Dataset entries:

============================================================

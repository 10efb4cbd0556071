// Admin auth commands

use crate::auth::{AuthContext, Gate, GateError};
use crate::client::Client;
use crate::config::CliConfig;
use crate::editor::TerminalEditor;
use agentdesk_core::validation::{validate_new_password, validate_password_change};
use anyhow::{Context, Result};
use clap::Subcommand;
use tokio::io::{AsyncBufRead, AsyncWrite, BufReader};

#[derive(Subcommand)]
pub enum AuthCommand {
    /// Show whether the admin password is set and the session is valid
    Status,

    /// Set the admin password on a fresh backend
    Setup {
        /// New admin password (prompted with visible input when omitted)
        #[arg(long)]
        new_password: Option<String>,

        /// Repeat of the new password (prompted with visible input when omitted)
        #[arg(long)]
        confirm: Option<String>,
    },

    /// Check the admin password against the backend
    ///
    /// Reads --password / AGENTDESK_ADMIN_PASSWORD, or prompts with visible input.
    Login,

    /// End the admin session
    Logout,

    /// Change the admin password
    ChangePassword {
        /// Current password (defaults to --password / AGENTDESK_ADMIN_PASSWORD)
        #[arg(long)]
        current: Option<String>,

        /// New password (prompted with visible input when omitted)
        #[arg(long)]
        new_password: Option<String>,

        /// Repeat of the new password (prompted with visible input when omitted)
        #[arg(long)]
        confirm: Option<String>,
    },
}

impl AuthCommand {
    pub fn gate(&self) -> Gate {
        match self {
            AuthCommand::Setup { .. } => Gate::NeedsSetup,
            AuthCommand::ChangePassword { .. } => Gate::NeedsLogin,
            AuthCommand::Status | AuthCommand::Login | AuthCommand::Logout => Gate::Anyone,
        }
    }
}

/// Use `given` or ask for it on the terminal
///
/// The terminal editor does not mask input, so the prompt says so; flags
/// and AGENTDESK_ADMIN_PASSWORD avoid the echo.
async fn value_or_prompt<R, W>(
    given: Option<String>,
    label: &str,
    editor: &mut TerminalEditor<R, W>,
) -> Result<String>
where
    R: AsyncBufRead + Unpin + Send,
    W: AsyncWrite + Unpin + Send,
{
    if let Some(value) = given {
        return Ok(value);
    }
    let line = editor
        .prompt(&format!("{} (input is visible): ", label))
        .await?
        .with_context(|| format!("{} is required", label))?;
    Ok(line.trim().to_string())
}

fn terminal() -> TerminalEditor<BufReader<tokio::io::Stdin>, tokio::io::Stdout> {
    TerminalEditor::new(BufReader::new(tokio::io::stdin()), tokio::io::stdout())
}

pub async fn run(
    command: AuthCommand,
    client: &Client,
    config: &CliConfig,
    context: &AuthContext,
) -> Result<()> {
    match command {
        AuthCommand::Status => status(client, config, context).await,
        AuthCommand::Setup {
            new_password,
            confirm,
        } => {
            let mut editor = terminal();
            let password = value_or_prompt(new_password, "New password", &mut editor).await?;
            let confirm = value_or_prompt(confirm, "Confirm password", &mut editor).await?;
            setup(client, config, &password, &confirm).await
        }
        AuthCommand::Login => {
            if !context.admin_password_set {
                return Err(GateError::SetupRequired.into());
            }
            let password = match config.password.clone() {
                Some(password) => password,
                None => value_or_prompt(None, "Password", &mut terminal()).await?,
            };
            client.login(&password).await.context("Login failed")?;
            if !config.quiet {
                println!("Login successful");
            }
            Ok(())
        }
        AuthCommand::Logout => {
            client.logout().await.context("Logout failed")?;
            if !config.quiet {
                println!("Logged out");
            }
            Ok(())
        }
        AuthCommand::ChangePassword {
            current,
            new_password,
            confirm,
        } => {
            let mut editor = terminal();
            let current =
                value_or_prompt(current.or(config.password.clone()), "Current password", &mut editor)
                    .await?;
            let new_password = value_or_prompt(new_password, "New password", &mut editor).await?;
            let confirm = value_or_prompt(confirm, "Repeat new password", &mut editor).await?;
            change_password(client, config, &current, &new_password, &confirm).await
        }
    }
}

async fn status(client: &Client, config: &CliConfig, context: &AuthContext) -> Result<()> {
    let logged_in = context.admin_password_set && client.check_token().await?;

    if config.output.is_text() {
        let set = if context.admin_password_set { "set" } else { "not set" };
        crate::output::print_field("Admin password", set);
        crate::output::print_field("Session", if logged_in { "valid" } else { "none" });
    } else {
        config.output.print_value(&serde_json::json!({
            "admin_password_set": context.admin_password_set,
            "logged_in": logged_in,
        }))?;
    }
    Ok(())
}

async fn setup(client: &Client, config: &CliConfig, password: &str, confirm: &str) -> Result<()> {
    validate_new_password(password, confirm)?;
    client
        .set_admin_password(password)
        .await
        .context("Failed to set admin password")?;
    if !config.quiet {
        println!("Admin password set. Pass it with --password or AGENTDESK_ADMIN_PASSWORD.");
    }
    Ok(())
}

async fn change_password(
    client: &Client,
    config: &CliConfig,
    current: &str,
    new_password: &str,
    confirm: &str,
) -> Result<()> {
    validate_password_change(current, new_password, confirm)?;
    client
        .change_admin_password(current, new_password)
        .await
        .context("Failed to change admin password")?;
    if !config.quiet {
        println!("Admin password changed");
    }
    Ok(())
}

#[cfg(test)]
mod tests {
    use super::*;
    use serde_json::json;
    use wiremock::matchers::{body_json, method, path};
    use wiremock::{Mock, MockServer, ResponseTemplate};

    fn config_for(server: &MockServer) -> CliConfig {
        CliConfig::new(&format!("{}/api", server.uri()))
    }

    #[test]
    fn test_gates() {
        assert_eq!(AuthCommand::Status.gate(), Gate::Anyone);
        let setup = AuthCommand::Setup {
            new_password: None,
            confirm: None,
        };
        assert_eq!(setup.gate(), Gate::NeedsSetup);
    }

    #[tokio::test]
    async fn test_prompt_used_when_flag_missing() {
        let mut editor = TerminalEditor::new(BufReader::new(&b"hunter22\n"[..]), Vec::new());
        let value = value_or_prompt(None, "Password", &mut editor).await.unwrap();
        assert_eq!(value, "hunter22");

        let given = value_or_prompt(Some("flag".into()), "Password", &mut editor)
            .await
            .unwrap();
        assert_eq!(given, "flag");

        assert!(value_or_prompt(None, "Password", &mut editor).await.is_err());

        let (_, out) = editor.into_inner();
        assert!(String::from_utf8(out)
            .unwrap()
            .starts_with("Password (input is visible): "));
    }

    #[tokio::test]
    async fn test_setup_validates_before_sending() {
        let server = MockServer::start().await;
        Mock::given(method("POST"))
            .and(path("/api/auth/set-admin-password"))
            .and(body_json(json!({"password": "secret1"})))
            .respond_with(ResponseTemplate::new(200).set_body_json(json!({"message": "ok"})))
            .expect(1)
            .mount(&server)
            .await;

        let config = config_for(&server);
        let client = Client::new(&config).unwrap();
        assert!(setup(&client, &config, "secret1", "secret2").await.is_err());
        assert!(setup(&client, &config, "short", "short").await.is_err());
        setup(&client, &config, "secret1", "secret1").await.unwrap();
    }

    #[tokio::test]
    async fn test_change_password_reports_backend_detail() {
        let server = MockServer::start().await;
        Mock::given(method("POST"))
            .and(path("/api/auth/change-admin-password"))
            .respond_with(
                ResponseTemplate::new(400).set_body_json(json!({"detail": "Current password is incorrect"})),
            )
            .mount(&server)
            .await;

        let config = config_for(&server);
        let client = Client::new(&config).unwrap();
        let err = change_password(&client, &config, "wrong1", "newpass", "newpass")
            .await
            .unwrap_err();
        assert!(format!("{:#}", err).contains("Current password is incorrect"));
    }
}
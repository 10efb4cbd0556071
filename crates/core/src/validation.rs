// Editor-side validation
//
// Field editors reject bad input before committing to the session; the
// session itself never validates.

use thiserror::Error;

/// Minimum admin password length
pub const MIN_PASSWORD_LEN: usize = 6;

/// Maximum agent name length
pub const MAX_NAME_LEN: usize = 64;

/// File extensions the backend accepts for agent files
pub const ALLOWED_EXTENSIONS: [&str; 2] = ["txt", "pdf"];

#[derive(Debug, Error, Clone, PartialEq, Eq)]
pub enum ValidationError {
    #[error("Agent name cannot be blank")]
    NameRequired,

    #[error("Agent name can contain only letters, digits, hyphen (-) and underscore (_)")]
    NameCharacters,

    #[error("Agent name must be at most {} characters", MAX_NAME_LEN)]
    NameTooLong,

    #[error("Both password fields are required.")]
    PasswordRequired,

    #[error("All fields are required.")]
    PasswordChangeRequired,

    #[error("Passwords do not match.")]
    PasswordMismatch,

    #[error("Password must be at least {} characters.", MIN_PASSWORD_LEN)]
    PasswordTooShort,

    #[error("File name cannot be blank")]
    FileNameRequired,

    #[error("Only .txt and .pdf files can be attached: {0}")]
    FileType(String),
}

/// Check a new agent name
pub fn validate_agent_name(name: &str) -> Result<(), ValidationError> {
    if name.trim().is_empty() {
        return Err(ValidationError::NameRequired);
    }
    if !name
        .chars()
        .all(|c| c.is_ascii_alphanumeric() || c == '-' || c == '_')
    {
        return Err(ValidationError::NameCharacters);
    }
    if name.chars().count() > MAX_NAME_LEN {
        return Err(ValidationError::NameTooLong);
    }
    Ok(())
}

/// Backend normalization of agent names: lowercase, keep `[a-z0-9-]`
pub fn sanitize_agent_name(name: &str) -> String {
    name.to_lowercase()
        .chars()
        .filter(|c| c.is_ascii_lowercase() || c.is_ascii_digit() || *c == '-')
        .collect()
}

/// Check the first admin password and its confirmation
pub fn validate_new_password(password: &str, confirm: &str) -> Result<(), ValidationError> {
    if password.is_empty() || confirm.is_empty() {
        return Err(ValidationError::PasswordRequired);
    }
    if password != confirm {
        return Err(ValidationError::PasswordMismatch);
    }
    if password.chars().count() < MIN_PASSWORD_LEN {
        return Err(ValidationError::PasswordTooShort);
    }
    Ok(())
}

/// Check an admin password change
pub fn validate_password_change(
    current: &str,
    new: &str,
    repeat: &str,
) -> Result<(), ValidationError> {
    if current.is_empty() || new.is_empty() || repeat.is_empty() {
        return Err(ValidationError::PasswordChangeRequired);
    }
    if new.chars().count() < MIN_PASSWORD_LEN {
        return Err(ValidationError::PasswordTooShort);
    }
    if new != repeat {
        return Err(ValidationError::PasswordMismatch);
    }
    Ok(())
}

/// Check that an attachment has an accepted file type
pub fn validate_attachment_name(name: &str) -> Result<(), ValidationError> {
    if name.trim().is_empty() {
        return Err(ValidationError::FileNameRequired);
    }
    let accepted = name
        .rsplit_once('.')
        .map(|(_, ext)| {
            ALLOWED_EXTENSIONS
                .iter()
                .any(|allowed| ext.eq_ignore_ascii_case(allowed))
        })
        .unwrap_or(false);
    if accepted {
        Ok(())
    } else {
        Err(ValidationError::FileType(name.to_string()))
    }
}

============================================================

Activity ▸ Nothing but a number is needed: the count of lines above that contain "accepted".

Written reply ▸ 3